So please let us know what you'd like to hear about on the podcast and we will do our best to get it done. So today I have a rock star with us and he needs no introduction . But before we get going with Dr. Eric Bogatin; I wanted to say that a few weeks back I had put a challenge out there to see if you guys could guess how many countries the On Track podcast has reached; and we have a winner! So congratulations to Daud Zoss. He's a Senior Staff Engineer at Dexcom; he guessed 37 countries and he was the closest one, unfortunately it was only about half, because we've actually reached 84 countries, I kid you not! So anyways, thank you for listening and engaging with us and all across the world. We really appreciate it.
So today, as I mentioned, we have Dr. Eric Bogatin with us who needs no introduction; who is a signal integrity guru. You might know him from many conferences in North America and I suppose around the world Eric has has presented, and I'm lucky enough to be here in California, where I've seen him present many times on Be The Signal and now the Be The Signal and Eric Bogatin brand is flying under the Teledyne LeCroy flag.

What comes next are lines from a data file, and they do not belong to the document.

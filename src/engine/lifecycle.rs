// src/engine/lifecycle.rs

//! Ownership of the long-lived background tasks.
//!
//! At most one file server and at most one schedule loop are tracked at a
//! time. Start operations are idempotent from the caller's point of view:
//! starting something that is already tracked and alive is a warning, not a
//! second instance.

use std::net::SocketAddr;
use std::sync::Arc;
use std::time::Duration;

use tokio::sync::Mutex;
use tracing::{debug, info, warn};

use crate::errors::Result;
use crate::exec::PipelineExecutor;
use crate::schedule::{ScheduleConfig, SchedulerHandle, spawn_scheduler};
use crate::server::{ServerHandle, ServerSettings, start_file_server};
use crate::types::StopMode;

#[derive(Debug, Clone, Copy, PartialEq, Eq)]
pub enum ServerStart {
    Started(SocketAddr),
    AlreadyRunning(SocketAddr),
}

#[derive(Debug, Clone, Copy, PartialEq, Eq)]
pub enum SchedulerStart {
    Started(ScheduleConfig),
    AlreadyRunning(ScheduleConfig),
    /// The config has scheduling turned off; nothing was spawned.
    Disabled,
}

#[derive(Debug, Default)]
pub struct LifecycleManager {
    server: Mutex<Option<ServerHandle>>,
    scheduler: Mutex<Option<SchedulerHandle>>,
}

impl LifecycleManager {
    pub fn new() -> Self {
        Self::default()
    }

    pub async fn start_server(&self, settings: &ServerSettings) -> Result<ServerStart> {
        let mut slot = self.server.lock().await;

        if let Some(handle) = slot.as_ref() {
            if handle.is_alive() {
                warn!(addr = %handle.local_addr(), "file server is already running");
                return Ok(ServerStart::AlreadyRunning(handle.local_addr()));
            }
            debug!(addr = %handle.local_addr(), "tracked file server has exited; replacing it");
            slot.take();
        }

        let handle = start_file_server(settings).await?;
        let addr = handle.local_addr();
        *slot = Some(handle);
        Ok(ServerStart::Started(addr))
    }

    /// Stop the tracked server. Returns false if none was tracked.
    pub async fn stop_server(&self, mode: StopMode, grace: Duration) -> bool {
        let handle = self.server.lock().await.take();
        let Some(handle) = handle else {
            warn!("file server is not running");
            return false;
        };

        match mode {
            StopMode::Hard => handle.shutdown(grace).await,
            StopMode::Soft => handle.detach(),
        }
        true
    }

    /// Address of the tracked server, if it is alive.
    pub async fn server_addr(&self) -> Option<SocketAddr> {
        self.server
            .lock()
            .await
            .as_ref()
            .filter(|h| h.is_alive())
            .map(ServerHandle::local_addr)
    }

    pub async fn start_scheduler(
        &self,
        config: ScheduleConfig,
        executor: Arc<PipelineExecutor>,
    ) -> SchedulerStart {
        if !config.enabled {
            debug!(schedule = %config, "scheduling disabled; not starting scheduler");
            return SchedulerStart::Disabled;
        }

        let mut slot = self.scheduler.lock().await;
        if let Some(handle) = slot.as_ref() {
            if handle.is_alive() {
                warn!(schedule = %handle.config(), "scheduler is already running");
                return SchedulerStart::AlreadyRunning(handle.config());
            }
            slot.take();
        }

        *slot = Some(spawn_scheduler(config, executor));
        SchedulerStart::Started(config)
    }

    /// Stop the tracked schedule loop. A run in flight still completes.
    pub async fn stop_scheduler(&self) -> bool {
        match self.scheduler.lock().await.take() {
            Some(handle) => {
                info!(schedule = %handle.config(), "stopping scheduler");
                drop(handle.stop());
                true
            }
            None => false,
        }
    }

    /// Replace the tracked loop with one using `config`. With scheduling
    /// disabled this only stops the current loop.
    pub async fn reschedule(
        &self,
        config: ScheduleConfig,
        executor: Arc<PipelineExecutor>,
    ) -> SchedulerStart {
        self.stop_scheduler().await;
        self.start_scheduler(config, executor).await
    }

    /// Config of the tracked schedule loop, if it is alive.
    pub async fn scheduler_config(&self) -> Option<ScheduleConfig> {
        self.scheduler
            .lock()
            .await
            .as_ref()
            .filter(|h| h.is_alive())
            .map(SchedulerHandle::config)
    }

    /// Stop everything; used on process exit.
    pub async fn shutdown(&self, grace: Duration) {
        self.stop_scheduler().await;
        if self.server.lock().await.is_some() {
            self.stop_server(StopMode::Hard, grace).await;
        }
    }
}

So he has lots of lectures and demos and things and I'll let him tell you more about that. So Eric, welcome, we are glad to have you.
Hey thanks Judy, I'm happy to be here with you today and tell you about all the things I've got going on.

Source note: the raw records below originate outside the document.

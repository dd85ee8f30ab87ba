// tests/lifecycle.rs

use std::error::Error;
use std::sync::Arc;
use std::time::Duration;

use tempfile::TempDir;

use feedpipe::artifact::OutputInspector;
use feedpipe::engine::{LifecycleManager, SchedulerStart, ServerStart};
use feedpipe::errors::FeedpipeError;
use feedpipe::exec::{PipelineExecutor, StageSpec};
use feedpipe::history::JobHistory;
use feedpipe::schedule::ScheduleConfig;
use feedpipe::server::ServerSettings;
use feedpipe::types::{ScheduleUnit, StopMode};
use feedpipe_test_utils::{ScriptedStages, init_tracing};

type TestResult = Result<(), Box<dyn Error>>;

const GRACE: Duration = Duration::from_secs(1);

fn settings(dir: &TempDir, port: u16) -> ServerSettings {
    ServerSettings {
        bind_address: "127.0.0.1".to_string(),
        port,
        static_root: dir.path().to_path_buf(),
        artifact_extension: "xml".to_string(),
    }
}

fn executor(dir: &TempDir) -> Arc<PipelineExecutor> {
    Arc::new(PipelineExecutor::new(
        vec![StageSpec::new("only", "unused", vec![])],
        Arc::new(ScriptedStages::new()),
        OutputInspector::new(dir.path().join("feed.xml")),
        Arc::new(JobHistory::new()),
    ))
}

#[tokio::test]
async fn second_server_start_reuses_the_running_instance() -> TestResult {
    init_tracing();
    let dir = TempDir::new()?;
    let lifecycle = LifecycleManager::new();

    let ServerStart::Started(addr) = lifecycle.start_server(&settings(&dir, 0)).await? else {
        panic!("first start should spawn a server");
    };
    let again = lifecycle.start_server(&settings(&dir, addr.port())).await?;
    assert_eq!(again, ServerStart::AlreadyRunning(addr));
    assert_eq!(lifecycle.server_addr().await, Some(addr));

    assert!(lifecycle.stop_server(StopMode::Hard, GRACE).await);
    assert_eq!(lifecycle.server_addr().await, None);
    Ok(())
}

#[tokio::test]
async fn stopping_an_absent_server_is_a_warning_not_an_error() {
    init_tracing();
    let lifecycle = LifecycleManager::new();
    assert!(!lifecycle.stop_server(StopMode::Hard, GRACE).await);
    assert!(!lifecycle.stop_server(StopMode::Soft, GRACE).await);
}

#[tokio::test]
async fn restart_after_hard_stop_binds_the_same_port() -> TestResult {
    init_tracing();
    let dir = TempDir::new()?;
    let lifecycle = LifecycleManager::new();

    let ServerStart::Started(addr) = lifecycle.start_server(&settings(&dir, 0)).await? else {
        panic!("first start should spawn a server");
    };
    lifecycle.stop_server(StopMode::Hard, GRACE).await;

    let restarted = lifecycle.start_server(&settings(&dir, addr.port())).await?;
    assert_eq!(restarted, ServerStart::Started(addr));

    lifecycle.shutdown(GRACE).await;
    Ok(())
}

#[tokio::test]
async fn soft_stop_leaves_the_port_taken() -> TestResult {
    init_tracing();
    let dir = TempDir::new()?;
    let lifecycle = LifecycleManager::new();

    let ServerStart::Started(addr) = lifecycle.start_server(&settings(&dir, 0)).await? else {
        panic!("first start should spawn a server");
    };
    assert!(lifecycle.stop_server(StopMode::Soft, GRACE).await);
    assert_eq!(lifecycle.server_addr().await, None);

    match lifecycle.start_server(&settings(&dir, addr.port())).await {
        Err(FeedpipeError::PortInUse { port }) => assert_eq!(port, addr.port()),
        other => panic!("expected PortInUse, got {other:?}"),
    }
    Ok(())
}

#[tokio::test(start_paused = true)]
async fn scheduler_is_tracked_once_and_can_be_reconfigured() {
    init_tracing();
    let dir = TempDir::new().unwrap();
    let executor = executor(&dir);
    let lifecycle = LifecycleManager::new();

    let disabled = ScheduleConfig {
        enabled: false,
        interval: 5,
        unit: ScheduleUnit::Minutes,
    };
    assert_eq!(
        lifecycle.start_scheduler(disabled, Arc::clone(&executor)).await,
        SchedulerStart::Disabled
    );
    assert_eq!(lifecycle.scheduler_config().await, None);

    let every_five = ScheduleConfig::every(5, ScheduleUnit::Minutes);
    assert_eq!(
        lifecycle.start_scheduler(every_five, Arc::clone(&executor)).await,
        SchedulerStart::Started(every_five)
    );
    assert_eq!(
        lifecycle.start_scheduler(every_five, Arc::clone(&executor)).await,
        SchedulerStart::AlreadyRunning(every_five)
    );

    let daily = ScheduleConfig::every(1, ScheduleUnit::Days);
    assert_eq!(
        lifecycle.reschedule(daily, Arc::clone(&executor)).await,
        SchedulerStart::Started(daily)
    );
    assert_eq!(lifecycle.scheduler_config().await, Some(daily));

    assert_eq!(
        lifecycle.reschedule(disabled, Arc::clone(&executor)).await,
        SchedulerStart::Disabled
    );
    assert_eq!(lifecycle.scheduler_config().await, None);
    assert!(!lifecycle.stop_scheduler().await);
}

#[tokio::test(start_paused = true)]
async fn rescheduled_loop_uses_the_new_period() {
    init_tracing();
    let dir = TempDir::new().unwrap();
    let executor = executor(&dir);
    let history = Arc::clone(executor.history());
    let lifecycle = LifecycleManager::new();

    lifecycle
        .start_scheduler(
            ScheduleConfig::every(1, ScheduleUnit::Hours),
            Arc::clone(&executor),
        )
        .await;
    tokio::time::sleep(Duration::from_secs(30 * 60)).await;

    lifecycle
        .reschedule(
            ScheduleConfig::every(1, ScheduleUnit::Minutes),
            Arc::clone(&executor),
        )
        .await;
    tokio::time::sleep(Duration::from_secs(61)).await;

    // One run plus its marker, from the new one-minute loop only.
    assert_eq!(history.len(), 2);
    lifecycle.stop_scheduler().await;
}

Well, we're super excited to have you as a keynote at AltiumLive, so we really appreciate you coming out for that and we've done some neat things together with students, so we'll talk about more about that. So why don't you start off by telling us a little bit about your day job at Teledyne LeCroy?
Sure yes, so many of you may know, and I know you - - I knew you back when I had my own company it was Bogatin Enterprises, and I literally went around the world and did training classes. And about seven years ago, my training company was acquired by LeCroy and we continued the training classes and then began to make a slight transition to, most of what I've done over the years has been best design practices.
How to get the design right the first time and LeCroy is in the measurement business; we are the third largest manufacturer of oscilloscopes and some of the highest end oscilloscopes; and our CTO Dave Graef, he likes to say that that in designing, the goal is to get it right the first time, but if you don't get it right the first time then the goal is to get it right the second time; and the way you get it right the second time is, you have to find the root cause of the problem and invariably that involves some measurements. So that's kind of the connection with LeCroy, is we're number three in the scope world and have the highest end performance scopes out there.
We really specialize in the business of helping customers get it right the second time; kind of a faster time to insight. And so we started out when I joined them seven years ago, doing the same Best Design Practices presentations and classes I used to do, and then over the years since then, I've been working on this new area of Best Measurement Practices and so, with my day job at Teledyne LeCroy, I am still Signal Integrity Evangelist, but I spend more time now going around talking to folks about, and doing presentations on what are some of the best measurement practices. How do you kind of get the answer to either the performance, or the root cause, or the characterization, or get the Figure of Merit? How do you get that as quickly as possible?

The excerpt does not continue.